ZULRESSO is expected to be available in late June following
scheduling by the U.S. Drug Enforcement Administration, which is
expected to occur within 90 days.
PPD can affect women during pregnancy or after childbirth. It is
estimated PPD affects approximately one in nine women who have
given birth in the U.S. Symptoms may include sadness, anxiety,
irritability, withdrawing from friends or family, having trouble
bonding with her baby and thinking about harming herself or more
rarely, her baby. Without proper screening, up to half of PPD cases
may go undiagnosed.
About Postpartum Depression
Postpartum depression (PPD) is the most common medical
complication of childbirth. PPD is a distinct and readily
identified major depressive disorder that can occur during
pregnancy or after giving birth. Expert opinions vary as to the
timing of the onset of PPD, ranging from onset during pregnancy up
to 4-weeks postpartum and onset during pregnancy up to 12-months
postpartum. PPD may have devastating consequences for a woman and
for her family, which may include significant functional
impairment, depressed mood and/or loss of interest in her newborn,
and associated symptoms of depression such as loss of appetite,
difficulty sleeping, motor challenges, lack of concentration, loss
of energy and poor self-esteem. Suicide is the leading cause of
maternal death following childbirth. PPD affects approximately one
in nine women who have given birth in the U.S. and 400,000 women
annually. More than half of these cases may go undiagnosed without
proper screening.
About Captisol®
Captisol is a patent-protected, chemically modified cyclodextrin
with a structure designed to optimize the solubility and stability
of drugs. Captisol was invented and initially developed by
scientists in the laboratories of Dr. Valentino Stella, University
Distinguished Professor at the University of Kansas’ Higuchi
Biosciences Center for specific use in drug development and
formulation. This unique technology has enabled several
FDA-approved products, including Amgen’s Kyprolis®, Baxter
International’s Nexterone®, Spectrum’s EVOMELA® and Melinta
Therapeutics’ Baxdela™. There are many Captisol-enabled products
currently in various stages of development.
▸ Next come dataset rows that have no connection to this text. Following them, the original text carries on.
//! Periodic run driver over the collectors.
//!
//! Each cycle fans out over the active registry sources, pushes fresh
//! reports through the shared ingest pipeline, and records per-source
//! metrics. A hard wall clock bounds the cycle; collectors still in flight
//! at the deadline are cancelled and their partial output discarded.

use crate::collect::{self, rss::RssCollector, Collector, CollectorMetrics};
use crate::config::AppConfig;
use crate::fingerprint::report_fingerprint;
use crate::metrics::PipelineMetrics;
use crate::pipeline::{IngestError, IngestInput, IngestPipeline};
use crate::registry::{SourceDescriptor, SourceRegistry};
use crate::store::cache;
use crate::types::{IncidentStatus, RawReport, SourceRef};
use chrono::Utc;
use futures::future::join_all;
use sqlx::PgPool;
use std::sync::atomic::Ordering;
use std::sync::Arc;
use std::time::{Duration, Instant};
use tokio::sync::Semaphore;
use tracing::{error, info, warn};

/// Global cap on collectors in flight at once. Each collector holds one
/// permit for its whole run, and issues at most the per-source concurrency
/// configured in [`AppConfig`] of requests within it.
const MAX_PARALLEL_COLLECTORS: usize = 8;

/// Outcome of one orchestrator cycle.
#[derive(Debug, Default)]
pub struct CycleReport {
    pub sources_run: usize,
    pub reports_found: usize,
    pub ingested: usize,
    pub skipped: usize,
    pub errors: usize,
}

/// Run the orchestrator as a background task.
pub async fn run_orchestrator(
    pool: PgPool,
    registry: Arc<SourceRegistry>,
    config: Arc<AppConfig>,
    pipeline: Arc<IngestPipeline>,
    metrics: Arc<PipelineMetrics>,
) {
    let mut interval = tokio::time::interval(Duration::from_secs(config.cycle_interval_secs));

    loop {
        interval.tick().await;

        let deadline = Duration::from_secs(config.cycle_deadline_secs);
        match tokio::time::timeout(
            deadline,
            run_cycle(&pool, &registry, &pipeline, &metrics),
        )
        .await
        {
            Ok(report) => {
                info!(
                    sources = report.sources_run,
                    found = report.reports_found,
                    ingested = report.ingested,
                    skipped = report.skipped,
                    errors = report.errors,
                    "Cycle complete"
                );
            }
            Err(_) => {
                warn!(deadline_secs = config.cycle_deadline_secs, "Cycle hit deadline, in-flight collectors cancelled");
            }
        }

        match cache::prune(&pool).await {
            Ok(pruned) if pruned > 0 => info!(pruned, "Scraper cache pruned"),
            Ok(_) => {}
            Err(e) => error!(error = %e, "Cache pruning failed"),
        }
    }
}

/// One full pass over the active sources.
pub async fn run_cycle(
    pool: &PgPool,
    registry: &Arc<SourceRegistry>,
    pipeline: &Arc<IngestPipeline>,
    metrics: &Arc<PipelineMetrics>,
) -> CycleReport {
    let http = match collect::build_http_client() {
        Ok(client) => client,
        Err(e) => {
            error!(error = %e, "Could not build collector HTTP client");
            return CycleReport::default();
        }
    };

    let baseline = metrics.snapshot();
    let semaphore = Arc::new(Semaphore::new(MAX_PARALLEL_COLLECTORS));
    let mut tasks = Vec::new();

    for descriptor in registry.active_sources() {
        let Some(feed_url) = descriptor.feed_url.clone() else {
            continue;
        };
        let collector = RssCollector::new(
            &descriptor.key,
            &feed_url,
            Some(descriptor.lang.as_str()),
            http.clone(),
        );
        let descriptor = descriptor.clone();
        let semaphore = Arc::clone(&semaphore);
        let pool = pool.clone();
        let pipeline = Arc::clone(pipeline);
        let metrics = Arc::clone(metrics);

        tasks.push(tokio::spawn(async move {
            let _permit = match semaphore.acquire().await {
                Ok(permit) => permit,
                Err(_) => return CollectorMetrics {
                    source_key: descriptor.key.clone(),
                    found: 0,
                    errors: 1,
                    duration_ms: 0,
                },
            };
            run_source(&pool, &pipeline, &metrics, &descriptor, &collector).await
        }));
    }

    let mut report = CycleReport::default();
    for joined in join_all(tasks).await {
        match joined {
            Ok(source_metrics) => {
                report.sources_run += 1;
                report.reports_found += source_metrics.found;
                report.errors += source_metrics.errors;
                info!(
                    source = %source_metrics.source_key,
                    found = source_metrics.found,
                    errors = source_metrics.errors,
                    duration_ms = source_metrics.duration_ms,
                    "Collector run"
                );
            }
            Err(e) => {
                report.errors += 1;
                error!(error = %e, "Collector task panicked");
            }
        }
    }

    // Ingested/skipped accumulate on the shared counters as reports flow;
    // the cycle report carries this cycle's delta.
    let snap = metrics.snapshot();
    report.ingested = (snap.incidents_created + snap.incidents_merged
        - baseline.incidents_created
        - baseline.incidents_merged) as usize;
    report.skipped = (snap.cache_skipped - baseline.cache_skipped) as usize;
    report
}

/// Collect one source and push its fresh reports through the pipeline.
async fn run_source(
    pool: &PgPool,
    pipeline: &IngestPipeline,
    metrics: &PipelineMetrics,
    descriptor: &SourceDescriptor,
    collector: &dyn Collector,
) -> CollectorMetrics {
    let started = Instant::now();
    let mut found = 0usize;
    let mut errors = 0usize;

    match collector.collect().await {
        Ok(reports) => {
            found = reports.len();
            metrics
                .reports_found
                .fetch_add(reports.len() as u64, Ordering::Relaxed);

            for report in reports {
                if let Err(e) = process_report(pool, pipeline, metrics, descriptor, report).await {
                    warn!(source = %descriptor.key, error = %e, "Report processing failed");
                    errors += 1;
                    metrics.collector_errors.fetch_add(1, Ordering::Relaxed);
                }
            }
        }
        Err(e) => {
            warn!(source = %descriptor.key, error = %e, "Collector failed");
            errors += 1;
            metrics.collector_errors.fetch_add(1, Ordering::Relaxed);
        }
    }

    CollectorMetrics {
        source_key: descriptor.key.clone(),
        found,
        errors,
        duration_ms: started.elapsed().as_millis() as u64,
    }
}

/// Push one raw report through cache check → validation funnel → store.
///
/// Rejections are terminal for the report and cached so the next cycle
/// skips it; only store/infra failures bubble up as errors.
async fn process_report(
    pool: &PgPool,
    pipeline: &IngestPipeline,
    metrics: &PipelineMetrics,
    descriptor: &SourceDescriptor,
    report: RawReport,
) -> Result<(), IngestError> {
    let fingerprint = report_fingerprint(&report.source_url, &report.title);

    match cache::is_cached(pool, &fingerprint).await {
        Ok(true) => {
            metrics.cache_skipped.fetch_add(1, Ordering::Relaxed);
            return Ok(());
        }
        Ok(false) => {}
        Err(e) => return Err(IngestError::Store(e)),
    }

    let occurred_at = report.published_at.unwrap_or_else(Utc::now);
    let input = IngestInput {
        title: report.title.clone(),
        narrative: report.body,
        occurred_at,
        lat: None,
        lon: None,
        asset_type: None,
        status: IncidentStatus::Active,
        country: None,
        sources: vec![SourceRef {
            source_url: report.source_url.clone(),
            source_type: descriptor.source_type,
            source_name: Some(descriptor.name.clone()),
            source_title: Some(report.title.clone()),
            source_quote: None,
            trust_weight: Some(descriptor.trust_weight),
            published_at: report.published_at,
            lang: report.lang.clone(),
        }],
        location_hint: report.location_hint,
        source_country: Some(descriptor.country.clone()),
        extra_keywords: descriptor.keywords.clone(),
    };

    let result = pipeline.ingest(input).await;
    match result {
        Ok(_) => {
            cache::record(pool, &fingerprint, report.published_at, &descriptor.name)
                .await
                .map_err(IngestError::Store)?;
            Ok(())
        }
        // Validation outcomes are terminal: cache them so the report is
        // not re-classified every cycle for 30 days.
        Err(
            IngestError::Rejected(_)
            | IngestError::Unlocatable(_)
            | IngestError::TriggerRejected(_)
            | IngestError::BadSourceUrl { .. }
            | IngestError::BadCoordinates { .. },
        ) => {
            cache::record(pool, &fingerprint, report.published_at, &descriptor.name)
                .await
                .map_err(IngestError::Store)?;
            Ok(())
        }
        Err(e @ IngestError::Store(_)) => Err(e),
    }
}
About Ligand Pharmaceuticals
Ligand is a biopharmaceutical company focused on developing or
acquiring technologies that help pharmaceutical companies discover
and develop medicines. Our business model creates value for
stockholders by providing a diversified portfolio of biotech and
pharmaceutical product revenue streams that are supported by an
efficient and low corporate cost structure. Our goal is to offer
investors an opportunity to participate in the promise of the
biotech industry in a profitable, diversified and lower-risk
business than a typical biotech company. Our business model is
based on doing what we do best: drug discovery, early-stage drug
development, product reformulation and partnering. We partner with
other pharmaceutical companies to leverage what they do best
(late-stage development, regulatory management and
commercialization) to ultimately generate our revenue. Ligand’s
Captisol® platform technology is a patent-protected, chemically
modified cyclodextrin with a structure designed to optimize the
solubility and stability of drugs. OmniAb® is a patent-protected
transgenic animal platform used in the discovery of fully human
mono-and bispecific therapeutic antibodies. Ligand has established
multiple alliances, licenses and other business relationships with
the world's leading pharmaceutical companies including Novartis,
Amgen, Merck, Pfizer, Celgene, Gilead, Janssen, Baxter
International and Eli Lilly.
Follow Ligand on Twitter @Ligand_LGND.
Forward-Looking Statements
This news release contains forward-looking statements by Ligand
that involve risks and uncertainties and reflect Ligand’s judgment
as of the date of this release. These include statements regarding:
the expectations regarding scheduling and future availability of
ZULRESSO in the treatment of PPD; the statements regarding the
potential for ZULRESSO to rapidly resolve PPD symptoms; estimates
as to the number of women with PPD in the U.S. and rates of
diagnosis; and the amount and timing of the milestone payment or
royalty payments to be received by Ligand. All statements regarding
ZULRESSO and PPD in this press release come from public statements
made by Sage Therapeutics and Ligand has not independently verified
such information. Actual events or results may differ from our
expectations. For example, the Drug Enforcement Administration
scheduling and launch of ZULRESSO may not occur on the timelines
reported by Sage; Sage may encounter issues, delays or other
challenges in launching or commercializing ZULRESSO, including
issues related to market acceptance and reimbursement, challenges
related to limiting the site of administration of the product to a
certified healthcare facility monitored by a qualified healthcare
provider, and the necessity for a Risk Evaluation and Mitigation
Strategies plan; challenges associated with execution of Sage’s
sales and patient support activities, which in each case could
limit the potential of Sage’s product; results achieved with
ZULRESSO in the treatment of PPD once Sage has launched the product
may be different than observed in clinical trials, and may vary
among patients; Sage may encounter unexpected safety or
tolerability issues with ZULRESSO; the number of patients with PPD
or the unmet need for additional treatment options may be
significantly smaller than Sage has reported; success in early
stage clinical trials may not be repeated or observed in ongoing or
future clinical trials; and Sage may encounter technical and other
unexpected hurdles in the commercialization of ZULRESSO. The
failure to meet expectations with respect to any of the foregoing
matters may reduce Ligand’s stock price. Additional information
concerning these and other important risk factors affecting Ligand
can be found in Ligand’s prior press releases available
at www.ligand.com as well as in Ligand’s public periodic
filings with the Securities and Exchange Commission, available
at www.sec.gov. Ligand disclaims any intent or obligation to
update these forward-looking statements beyond the date of this
press release, except as required by law. This caution is made
under the safe harbor provisions of the Private Securities
Litigation Reform Act of 1995.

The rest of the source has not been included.